Figure 6: Metal machining processes employed in the manufacturing of the semi-fabricates for the Lenz wind turbine.

2 3D Model of the Lenz turbine and the assembly

This section will briefly present the Lenz wind turbine integrated in a fully operable assembly, discussing the main parts of the construction. Firstly, the 3D model of the blades was realized using the SolidWorks CAD software after evaluating the geometrical parameters of the turbine according to the mathematical model mentioned in the introduction. The blade consisted of two lids (Figure 1a), one disposed at each end of the blade; two ribs used to connect the turbine’s arms to the blades (Figure 1b); four rods designed to stiffen the blade (Figure 1c) and, finally, the blade structure with a thickness of 0.5mm (Figure 1d). The components are illustrated in Figure 1.

Figure 7: Pressure welding (left) and electric resistance welding (right).

The final assembly for the blade is represented in Figure 2, where the elements mentioned above can be easily identified. The blade’s height was 3 meters, whereas the turbine’s diameter was 2.8 meters.

For the purpose of connecting the blades to the shaft, an arm system was designed. The arms were effectuated using a rectangular pipe of 80×40 mm. As the blade is fixated in two different points, using the ribs described previously, the arms were disposed in the manner depicted in Figure 3.

The blades mounted on the on the arm system are illustrated in Figure 4. In Figure 5, the complete assembly for the Lenz wind turbine is illustrated.

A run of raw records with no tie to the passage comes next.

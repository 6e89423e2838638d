//! Active visit nodes.
//!
//! A visit is a session in progress: it shares its node id with the owning
//! host, accumulates per-visit counters, and is destroyed on inactivity
//! timeout or at the end of the month, folding its totals into the host.
//! Only open visits exist in the database; ended ones are deleted during
//! save through the ended-visit ledger.
//!
//! Record versions: 2 added the converted flag, 3 replaced epoch timestamps
//! with structured ones.

use crate::encoding::{NodeData, Reader, Writer, TSTAMP_SIZE};
use crate::error::Result;
use crate::node::{NodeKind, StoreNode};
use crate::tstamp::Tstamp;

#[derive(Debug, Clone, Default)]
pub struct VisitNode {
    /// Same id as the owning host
    pub id: u64,
    pub hits: u64,
    pub files: u64,
    pub pages: u64,
    pub xfer: u64,
    /// Whether the visit's first URL was already counted as an entry
    pub entry_seen: bool,
    /// Last URL requested within the visit; zero when none
    pub last_url_id: u64,
    pub start: Tstamp,
    pub last: Tstamp,
    pub robot: bool,
    pub converted: bool,
    /// Key of the last URL, kept so the reference count on the in-memory
    /// URL node can be released; not serialized
    pub last_url_key: String,
    pub dirty: bool,
}

impl VisitNode {
    pub fn new(hostid: u64) -> Self {
        Self {
            id: hostid,
            ..Default::default()
        }
    }

    /// Visit duration in seconds.
    pub fn duration(&self) -> i64 {
        if self.start.is_null() || self.last.is_null() {
            return 0;
        }
        self.last.elapsed(&self.start)
    }
}

impl NodeData for VisitNode {
    const VERSION: u16 = 3;

    fn data_size(&self) -> usize {
        8 * 5 + 3 + TSTAMP_SIZE * 2
    }

    fn pack_data(&self, w: &mut Writer) {
        w.put_u64(self.hits);
        w.put_u64(self.files);
        w.put_u64(self.pages);
        w.put_u64(self.xfer);
        w.put_bool(self.entry_seen);
        w.put_u64(self.last_url_id);
        w.put_bool(self.robot);
        w.put_bool(self.converted);
        w.put_tstamp(&self.start);
        w.put_tstamp(&self.last);
    }

    fn unpack_data(r: &mut Reader, version: u16) -> Result<Self> {
        let mut node = Self::default();
        node.hits = r.get_u64()?;
        node.files = r.get_u64()?;
        node.pages = r.get_u64()?;
        node.xfer = r.get_u64()?;
        node.entry_seen = r.get_bool()?;
        node.last_url_id = r.get_u64()?;
        node.robot = r.get_bool()?;
        if version >= 2 {
            node.converted = r.get_bool()?;
        }
        if version >= 3 {
            node.start = r.get_tstamp()?;
            node.last = r.get_tstamp()?;
        } else {
            node.start = Tstamp::from_epoch(r.get_u64()? as i64, 0);
            node.last = Tstamp::from_epoch(r.get_u64()? as i64, 0);
        }
        Ok(node)
    }
}

impl StoreNode for VisitNode {
    const KIND: NodeKind = NodeKind::Visit;

    fn node_id(&self) -> u64 {
        self.id
    }

    fn set_node_id(&mut self, id: u64) {
        self.id = id;
    }
}

#[cfg(test)]
mod tests {
    use super::*;
    use crate::encoding::{encoded_size, pack_record, unpack_record};

    #[test]
    fn test_round_trip() {
        let mut visit = VisitNode::new(9);
        visit.hits = 12;
        visit.files = 8;
        visit.pages = 5;
        visit.xfer = 4096;
        visit.entry_seen = true;
        visit.last_url_id = 31;
        visit.converted = true;
        visit.start = Tstamp::new(2020, 6, 15, 10, 0, 0, 0);
        visit.last = Tstamp::new(2020, 6, 15, 10, 45, 0, 0);

        let buf = pack_record(&visit);
        assert_eq!(encoded_size(&buf).unwrap(), buf.len());

        let mut back: VisitNode = unpack_record(&buf).unwrap();
        back.id = 9; // record key carries the id
        assert_eq!(back.hits, 12);
        assert_eq!(back.last_url_id, 31);
        assert!(back.entry_seen);
        assert!(back.converted);
        assert_eq!(back.duration(), 2700);
    }

    #[test]
    fn test_null_timestamps_duration() {
        let visit = VisitNode::new(1);
        assert_eq!(visit.duration(), 0);
    }
}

The full assembly mainly consists of: a support tower (s5), which for better backing is reinforced with four metal tie beams (s6) connected to the main pillar by four metallic poles (s4); the structure of the turbine – the turbine’s upper tower (s3), the generator’s box (s8), the arms of the blades (s7) mounted into a stand (s9) and the blades (s1). In order to ensure the blades’ stability while functioning, they were secured with metallic beams (s10). As it can be observed in Figure 5c, the main pillar has three components: the base supporting tower (s5), the big shaft (s2), and the small one (s3). The integrity of the whole structure is, as mentioned previously, secured using four additional tie beams.

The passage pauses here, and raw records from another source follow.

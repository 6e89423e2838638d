//! The run state.
//!
//! Owns every in-memory aggregation table, the totals and time cursor, the
//! sysnode, and the storage engine, and orchestrates the full lifecycle:
//! initialize, restore, aggregate (see [`aggregate`]), swap-out, save,
//! monthly rollover, and the schema upgrade pipeline in [`migrate`].
//!
//! Save order respects node references: an active child row (visit,
//! download job) is written before its parent, so a crash between the two
//! leaves a readable store with a missing child rather than a dangling
//! reference.

pub mod aggregate;
pub mod migrate;

use crate::config::RunConfig;
use crate::error::{Error, Result};
use crate::hashtab::{HashTable, MEDIUM_HASH, SMALL_HASH};
use crate::history::History;
use crate::node::agent::AgentNode;
use crate::node::city::CityNode;
use crate::node::country::{CountryNode, CountryTable};
use crate::node::daily::DailyNode;
use crate::node::download::{ActiveDownloadNode, DownloadNode};
use crate::node::errors::ErrorNode;
use crate::node::host::HostNode;
use crate::node::hourly::HourlyNode;
use crate::node::referrer::ReferrerNode;
use crate::node::search::SearchNode;
use crate::node::spammer::SpammerTable;
use crate::node::status::{StatusCodeNode, StatusCodeTable};
use crate::node::sysnode::{SysNode, VERSION};
use crate::node::totals::Totals;
use crate::node::url::UrlNode;
use crate::node::user::UserNode;
use crate::node::visit::VisitNode;
use crate::node::{NodeFlag, StoreNode};
use crate::store::StorageEngine;
use crate::tstamp::Tstamp;

pub struct State {
    pub config: RunConfig,
    pub storage: StorageEngine,
    pub history: History,
    pub sysnode: SysNode,
    pub totals: Totals,
    pub t_daily: [DailyNode; 31],
    pub t_hourly: [HourlyNode; 24],
    pub response: StatusCodeTable,
    pub countries: CountryTable,
    pub cities: HashTable<CityNode>,

    pub hosts: HashTable<HostNode>,
    pub urls: HashTable<UrlNode>,
    pub referrers: HashTable<ReferrerNode>,
    pub agents: HashTable<AgentNode>,
    pub searches: HashTable<SearchNode>,
    pub users: HashTable<UserNode>,
    pub errors: HashTable<ErrorNode>,
    pub downloads: HashTable<DownloadNode>,
    pub spammers: SpammerTable,

    /// Ids of visits that ended this run; their rows are deleted on save
    pub v_ended: Vec<u64>,
    /// Ids of download jobs that finished this run
    pub dl_ended: Vec<u64>,

    /// Hosts and URLs may be swapped out (memory mode off)
    swap_enabled: bool,
    /// The legacy state file existed when the run started
    stfile: bool,
}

Figure 8: Turbine towers (left) and blade (right) after applying the protective zinc coat.

3 Manufacturing process

The main used materials for the manufacturing of the discussed metallic construction include rectangular pipes — S275JR steel, square pipes — S275JR steel, laminated U profiles — S275JR steel, bended U profiles — S275JR steel, and laminated L profiles — steel S275JR.

Some fundamental methods used while manufacturing the wind turbine and the other components of the full assembly incorporate cutting processes, metal machining, and welding.

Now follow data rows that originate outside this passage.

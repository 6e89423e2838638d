use std::fmt::Display;

/// Logtally errors.
///
/// Anything that reaches the caller through this type is terminal for the
/// current operation; the engine does not retry internally.
#[derive(Clone, Debug, PartialEq)]
pub enum Error {
    /// Invalid persistent data, typically decoding errors, corruption, or a
    /// record version newer than this build understands.
    InvalidData(String),
    /// Invalid caller input, such as an out-of-range day or hour index.
    InvalidInput(String),
    /// The database on disk is incompatible with the current process
    /// (byte order, type sizes, time settings, or a refused truncation).
    Incompatible(String),
    /// A required dependent row is missing, e.g. an active visit whose host
    /// points at it, or the last URL of a restored visit.
    MissingNode(String),
    /// An IO error, including anything surfaced by the embedded store.
    IO(String),
}

impl std::error::Error for Error {}

impl Display for Error {
    fn fmt(&self, f: &mut std::fmt::Formatter) -> std::fmt::Result {
        match self {
            Error::InvalidData(msg) => write!(f, "invalid data: {msg}"),
            Error::InvalidInput(msg) => write!(f, "invalid input: {msg}"),
            Error::Incompatible(msg) => write!(f, "incompatible database: {msg}"),
            Error::MissingNode(msg) => write!(f, "missing node: {msg}"),
            Error::IO(msg) => write!(f, "io error: {msg}"),
        }
    }
}

/// Constructs an Error::InvalidData for the given format string.
#[macro_export]
macro_rules! errdata {
    ($($args:tt)*) => { $crate::error::Error::InvalidData(format!($($args)*)) };
}

/// Constructs an Error::InvalidInput for the given format string.
#[macro_export]
macro_rules! errinput {
    ($($args:tt)*) => { $crate::error::Error::InvalidInput(format!($($args)*)) };
}

/// A logtally Result returning Error.
pub type Result<T> = std::result::Result<T, Error>;

impl From<std::io::Error> for Error {
    fn from(err: std::io::Error) -> Self {
        Error::IO(err.to_string())
    }
}

impl From<sled::Error> for Error {
    fn from(err: sled::Error) -> Self {
        Error::IO(err.to_string())
    }
}

impl From<std::num::ParseIntError> for Error {
    fn from(err: std::num::ParseIntError) -> Self {
        Error::InvalidData(err.to_string())
    }
}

Figure 9: Blades and upper parts from the main pillar before and after the painting procedure.

The manufacturing process began with the cutting of the semi-fabricates, using a plasma cut-ting plant, as illustrated in Figure 6a and other metal machining processes such as turning (Figure 6b), milling (Figure 6c), and drilling (Figure 6d).

The specimens obtained as a result of the specified machining processes might present some excess material remains that should be removed. For the deburr process, the selected finishing manufacturing process was vibratory finishing, as it was a rapid and low-cost solution. In order to permanently join necessary parts, electric resistance welding and pressure welding were used as illustrated in Figure 7.

Figure 10: Assembled generator.

A protective zinc coating was applied to the manufactured parts in an attempt to prevent rusting. Some parts after the galvanization process are shown in Figure 8.

The manufactured blades and parts for the upper part of the main pillar are presented in Figure 9 before and after painting. A generator was designed and manufactured, the result shown in Figure 10. It was placed on the superior part of the designed supporting pillar, as discussed in Section 2 and illustrated in Figure 5.

Figure 11: Lenz wind-turbine electronics.

Apart from the main components listed and discussed earlier, a wind-turbine system also contains some fundamental electronical devices. The essential electronics used for the developed Lenz wind turbine include an electronic tool for data control (Figure 11a), a power source (Figure 11b), an electrodynamic brake provided with a voltage switch module from AC to DC (Figure 11c), a GPRS (General Packet Radio Services) module (Figure 11d) that allows the monitorization of the mechanical parameters of the wind turbine (example: tower vibration), a main control data module (Figure 11e), a temperature sensor for the generator (Figure 11f), and a weather module (Figure 11g). All the electronics are illustrated in Figure 11.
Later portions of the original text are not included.